→ Problem details
Each line of the data should be repeated precisely.

*** Opening Task data ***

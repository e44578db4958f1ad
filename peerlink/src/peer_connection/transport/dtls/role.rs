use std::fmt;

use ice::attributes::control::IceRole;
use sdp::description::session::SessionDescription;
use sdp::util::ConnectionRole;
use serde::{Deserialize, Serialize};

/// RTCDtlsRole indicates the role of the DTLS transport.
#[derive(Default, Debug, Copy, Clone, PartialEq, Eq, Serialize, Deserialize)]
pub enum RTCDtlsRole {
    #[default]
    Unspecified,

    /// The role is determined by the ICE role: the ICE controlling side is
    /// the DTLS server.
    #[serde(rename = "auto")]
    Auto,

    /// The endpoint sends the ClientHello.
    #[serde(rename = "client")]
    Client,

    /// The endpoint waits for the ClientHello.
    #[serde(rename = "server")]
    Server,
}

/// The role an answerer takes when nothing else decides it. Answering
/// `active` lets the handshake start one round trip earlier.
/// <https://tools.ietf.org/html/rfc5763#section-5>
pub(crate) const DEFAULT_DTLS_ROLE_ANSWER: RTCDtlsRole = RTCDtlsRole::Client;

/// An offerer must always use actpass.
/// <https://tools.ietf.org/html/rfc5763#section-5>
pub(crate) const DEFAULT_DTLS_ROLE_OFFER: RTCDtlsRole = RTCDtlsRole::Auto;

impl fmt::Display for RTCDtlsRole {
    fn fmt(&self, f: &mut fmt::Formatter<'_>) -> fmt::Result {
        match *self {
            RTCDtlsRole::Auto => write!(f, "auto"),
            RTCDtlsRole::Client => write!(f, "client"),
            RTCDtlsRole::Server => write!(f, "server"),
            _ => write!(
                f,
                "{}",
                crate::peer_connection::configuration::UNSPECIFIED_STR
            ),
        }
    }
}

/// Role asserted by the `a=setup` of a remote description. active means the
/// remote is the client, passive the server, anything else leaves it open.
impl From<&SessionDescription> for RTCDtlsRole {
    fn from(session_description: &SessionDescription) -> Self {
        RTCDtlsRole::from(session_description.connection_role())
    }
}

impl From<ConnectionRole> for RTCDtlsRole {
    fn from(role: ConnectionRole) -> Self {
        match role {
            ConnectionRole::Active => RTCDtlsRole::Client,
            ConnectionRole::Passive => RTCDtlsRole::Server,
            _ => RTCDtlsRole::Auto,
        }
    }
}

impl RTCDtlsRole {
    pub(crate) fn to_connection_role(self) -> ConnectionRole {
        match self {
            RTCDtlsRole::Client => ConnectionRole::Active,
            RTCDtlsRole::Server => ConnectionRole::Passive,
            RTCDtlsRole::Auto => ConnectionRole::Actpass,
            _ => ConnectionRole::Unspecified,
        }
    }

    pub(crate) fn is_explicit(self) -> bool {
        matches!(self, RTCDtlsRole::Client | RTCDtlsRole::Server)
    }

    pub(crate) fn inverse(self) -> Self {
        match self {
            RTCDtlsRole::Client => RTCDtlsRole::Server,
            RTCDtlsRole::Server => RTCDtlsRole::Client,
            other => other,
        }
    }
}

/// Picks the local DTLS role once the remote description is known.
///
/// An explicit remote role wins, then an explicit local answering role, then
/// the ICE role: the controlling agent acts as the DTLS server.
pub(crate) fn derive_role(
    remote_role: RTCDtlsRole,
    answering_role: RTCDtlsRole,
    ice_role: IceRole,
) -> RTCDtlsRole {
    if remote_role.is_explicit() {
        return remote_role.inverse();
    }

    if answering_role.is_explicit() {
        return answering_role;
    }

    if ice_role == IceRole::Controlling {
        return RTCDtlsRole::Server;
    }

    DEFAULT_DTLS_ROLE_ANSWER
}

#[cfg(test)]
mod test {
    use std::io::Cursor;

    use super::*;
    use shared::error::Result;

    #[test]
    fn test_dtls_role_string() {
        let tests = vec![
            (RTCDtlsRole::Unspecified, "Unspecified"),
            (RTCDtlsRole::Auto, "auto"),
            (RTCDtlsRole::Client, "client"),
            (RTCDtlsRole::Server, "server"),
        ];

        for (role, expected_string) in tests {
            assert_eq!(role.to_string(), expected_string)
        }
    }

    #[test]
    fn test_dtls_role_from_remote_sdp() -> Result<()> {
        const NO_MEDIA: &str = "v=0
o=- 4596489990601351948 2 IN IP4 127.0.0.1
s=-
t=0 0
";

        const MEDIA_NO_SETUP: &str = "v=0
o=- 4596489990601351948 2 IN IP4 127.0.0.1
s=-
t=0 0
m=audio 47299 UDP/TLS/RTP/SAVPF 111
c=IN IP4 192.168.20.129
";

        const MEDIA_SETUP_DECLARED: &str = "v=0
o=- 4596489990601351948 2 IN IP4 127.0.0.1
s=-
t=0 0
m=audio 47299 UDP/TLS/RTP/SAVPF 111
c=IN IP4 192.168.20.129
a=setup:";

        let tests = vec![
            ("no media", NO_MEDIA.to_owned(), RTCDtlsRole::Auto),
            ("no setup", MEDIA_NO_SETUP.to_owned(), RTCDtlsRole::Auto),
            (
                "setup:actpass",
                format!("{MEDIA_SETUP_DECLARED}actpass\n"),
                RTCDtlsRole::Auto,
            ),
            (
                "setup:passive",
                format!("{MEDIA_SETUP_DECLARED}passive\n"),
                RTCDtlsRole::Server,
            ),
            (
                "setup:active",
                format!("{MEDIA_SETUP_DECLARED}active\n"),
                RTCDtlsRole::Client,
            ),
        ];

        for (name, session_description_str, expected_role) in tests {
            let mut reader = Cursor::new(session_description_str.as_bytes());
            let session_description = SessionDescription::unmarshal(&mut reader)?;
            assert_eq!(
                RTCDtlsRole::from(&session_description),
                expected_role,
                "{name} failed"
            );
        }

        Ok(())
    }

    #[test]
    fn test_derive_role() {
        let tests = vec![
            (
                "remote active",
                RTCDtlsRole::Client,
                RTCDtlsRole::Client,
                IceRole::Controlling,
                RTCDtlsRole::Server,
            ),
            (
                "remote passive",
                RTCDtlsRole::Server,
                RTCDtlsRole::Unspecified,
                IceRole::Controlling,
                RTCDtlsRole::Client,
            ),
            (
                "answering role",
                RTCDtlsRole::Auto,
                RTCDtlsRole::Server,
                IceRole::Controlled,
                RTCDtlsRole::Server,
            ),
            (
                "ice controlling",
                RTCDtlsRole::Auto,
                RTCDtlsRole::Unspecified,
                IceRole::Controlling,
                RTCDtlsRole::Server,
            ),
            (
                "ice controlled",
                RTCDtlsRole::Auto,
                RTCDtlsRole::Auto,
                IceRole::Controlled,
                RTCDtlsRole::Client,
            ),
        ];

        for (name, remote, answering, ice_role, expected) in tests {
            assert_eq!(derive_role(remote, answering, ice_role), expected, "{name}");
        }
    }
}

*** Closing Task data ***

→ Result for this exercise
repository e44578db4958f1ad
filename peerlink/src/peer_connection/transport/dtls/role.rs
use std::fmt;

use ice::attributes::control::IceRole;
use sdp::description::session::SessionDescription;
use sdp::util::ConnectionRole;
use serde::{Deserialize, Serialize};

/// RTCDtlsRole indicates the role of the DTLS transport.
#[derive(Default, Debug, Copy, Clone, PartialEq, Eq, Serialize, Deserialize)]
pub enum RTCDtlsRole {
    #[default]
    Unspecified,

    /// The role is determined by the ICE role: the ICE controlling side is
    /// the DTLS server.
    #[serde(rename = "auto")]
    Auto,

    /// The endpoint sends the ClientHello.
    #[serde(rename = "client")]
    Client,

    /// The endpoint waits for the ClientHello.
    #[serde(rename = "server")]
    Server,
}

/// The role an answerer takes when nothing else decides it. Answering
/// `active` lets the handshake start one round trip earlier.
/// <https://tools.ietf.org/html/rfc5763#section-5>
pub(crate) const DEFAULT_DTLS_ROLE_ANSWER: RTCDtlsRole = RTCDtlsRole::Client;

/// An offerer must always use actpass.
/// <https://tools.ietf.org/html/rfc5763#section-5>
pub(crate) const DEFAULT_DTLS_ROLE_OFFER: RTCDtlsRole = RTCDtlsRole::Auto;

impl fmt::Display for RTCDtlsRole {
    fn fmt(&self, f: &mut fmt::Formatter<'_>) -> fmt::Result {
        match *self {
            RTCDtlsRole::Auto => write!(f, "auto"),
            RTCDtlsRole::Client => write!(f, "client"),
            RTCDtlsRole::Server => write!(f, "server"),
            _ => write!(
                f,
                "{}",
                crate::peer_connection::configuration::UNSPECIFIED_STR
            ),
        }
    }
}

/// Role asserted by the `a=setup` of a remote description. active means the
/// remote is the client, passive the server, anything else leaves it open.
impl From<&SessionDescription> for RTCDtlsRole {
    fn from(session_description: &SessionDescription) -> Self {
        RTCDtlsRole::from(session_description.connection_role())
    }
}

impl From<ConnectionRole> for RTCDtlsRole {
    fn from(role: ConnectionRole) -> Self {
        match role {
            ConnectionRole::Active => RTCDtlsRole::Client,
            ConnectionRole::Passive => RTCDtlsRole::Server,
            _ => RTCDtlsRole::Auto,
        }
    }
}

impl RTCDtlsRole {
    pub(crate) fn to_connection_role(self) -> ConnectionRole {
        match self {
            RTCDtlsRole::Client => ConnectionRole::Active,
            RTCDtlsRole::Server => ConnectionRole::Passive,
            RTCDtlsRole::Auto => ConnectionRole::Actpass,
            _ => ConnectionRole::Unspecified,
        }
    }

    pub(crate) fn is_explicit(self) -> bool {
        matches!(self, RTCDtlsRole::Client | RTCDtlsRole::Server)
    }

    pub(crate) fn inverse(self) -> Self {
        match self {
            RTCDtlsRole::Client => RTCDtlsRole::Server,
            RTCDtlsRole::Server => RTCDtlsRole::Client,
            other => other,
        }
    }
}

/// Picks the local DTLS role once the remote description is known.
///
/// An explicit remote role wins, then an explicit local answering role, then
/// the ICE role: the controlling agent acts as the DTLS server.
pub(crate) fn derive_role(
    remote_role: RTCDtlsRole,
    answering_role: RTCDtlsRole,
    ice_role: IceRole,
) -> RTCDtlsRole {
    if remote_role.is_explicit() {
        return remote_role.inverse();
    }

    if answering_role.is_explicit() {
        return answering_role;
    }

    if ice_role == IceRole::Controlling {
        return RTCDtlsRole::Server;
    }

    DEFAULT_DTLS_ROLE_ANSWER
}

#[cfg(test)]
mod test {
    use std::io::Cursor;

    use super::*;
    use shared::error::Result;

    #[test]
    fn test_dtls_role_string() {
        let tests = vec![
            (RTCDtlsRole::Unspecified, "Unspecified"),
            (RTCDtlsRole::Auto, "auto"),
            (RTCDtlsRole::Client, "client"),
            (RTCDtlsRole::Server, "server"),
        ];

        for (role, expected_string) in tests {
            assert_eq!(role.to_string(), expected_string)
        }
    }

    #[test]
    fn test_dtls_role_from_remote_sdp() -> Result<()> {
        const NO_MEDIA: &str = "v=0
o=- 4596489990601351948 2 IN IP4 127.0.0.1
s=-
t=0 0
";

        const MEDIA_NO_SETUP: &str = "v=0
o=- 4596489990601351948 2 IN IP4 127.0.0.1
s=-
t=0 0
m=audio 47299 UDP/TLS/RTP/SAVPF 111
c=IN IP4 192.168.20.129
";

        const MEDIA_SETUP_DECLARED: &str = "v=0
o=- 4596489990601351948 2 IN IP4 127.0.0.1
s=-
t=0 0
m=audio 47299 UDP/TLS/RTP/SAVPF 111
c=IN IP4 192.168.20.129
a=setup:";

        let tests = vec![
            ("no media", NO_MEDIA.to_owned(), RTCDtlsRole::Auto),
            ("no setup", MEDIA_NO_SETUP.to_owned(), RTCDtlsRole::Auto),
            (
                "setup:actpass",
                format!("{MEDIA_SETUP_DECLARED}actpass\n"),
                RTCDtlsRole::Auto,
            ),
            (
                "setup:passive",
                format!("{MEDIA_SETUP_DECLARED}passive\n"),
                RTCDtlsRole::Server,
            ),
            (
                "setup:active",
                format!("{MEDIA_SETUP_DECLARED}active\n"),
                RTCDtlsRole::Client,
            ),
        ];

        for (name, session_description_str, expected_role) in tests {
            let mut reader = Cursor::new(session_description_str.as_bytes());
            let session_description = SessionDescription::unmarshal(&mut reader)?;
            assert_eq!(
                RTCDtlsRole::from(&session_description),
                expected_role,
                "{name} failed"
            );
        }

        Ok(())
    }

    #[test]
    fn test_derive_role() {
        let tests = vec![
            (
                "remote active",
                RTCDtlsRole::Client,
                RTCDtlsRole::Client,
                IceRole::Controlling,
                RTCDtlsRole::Server,
            ),
            (
                "remote passive",
                RTCDtlsRole::Server,
                RTCDtlsRole::Unspecified,
                IceRole::Controlling,
                RTCDtlsRole::Client,
            ),
            (
                "answering role",
                RTCDtlsRole::Auto,
                RTCDtlsRole::Server,
                IceRole::Controlled,
                RTCDtlsRole::Server,
            ),
            (
                "ice controlling",
                RTCDtlsRole::Auto,
                RTCDtlsRole::Unspecified,
                IceRole::Controlling,
                RTCDtlsRole::Server,
            ),
            (
                "ice controlled",
                RTCDtlsRole::Auto,
                RTCDtlsRole::Auto,
                IceRole::Controlled,
                RTCDtlsRole::Client,
            ),
        ];

        for (name, remote, answering, ice_role, expected) in tests {
            assert_eq!(derive_role(remote, answering, ice_role), expected, "{name}");
        }
    }
}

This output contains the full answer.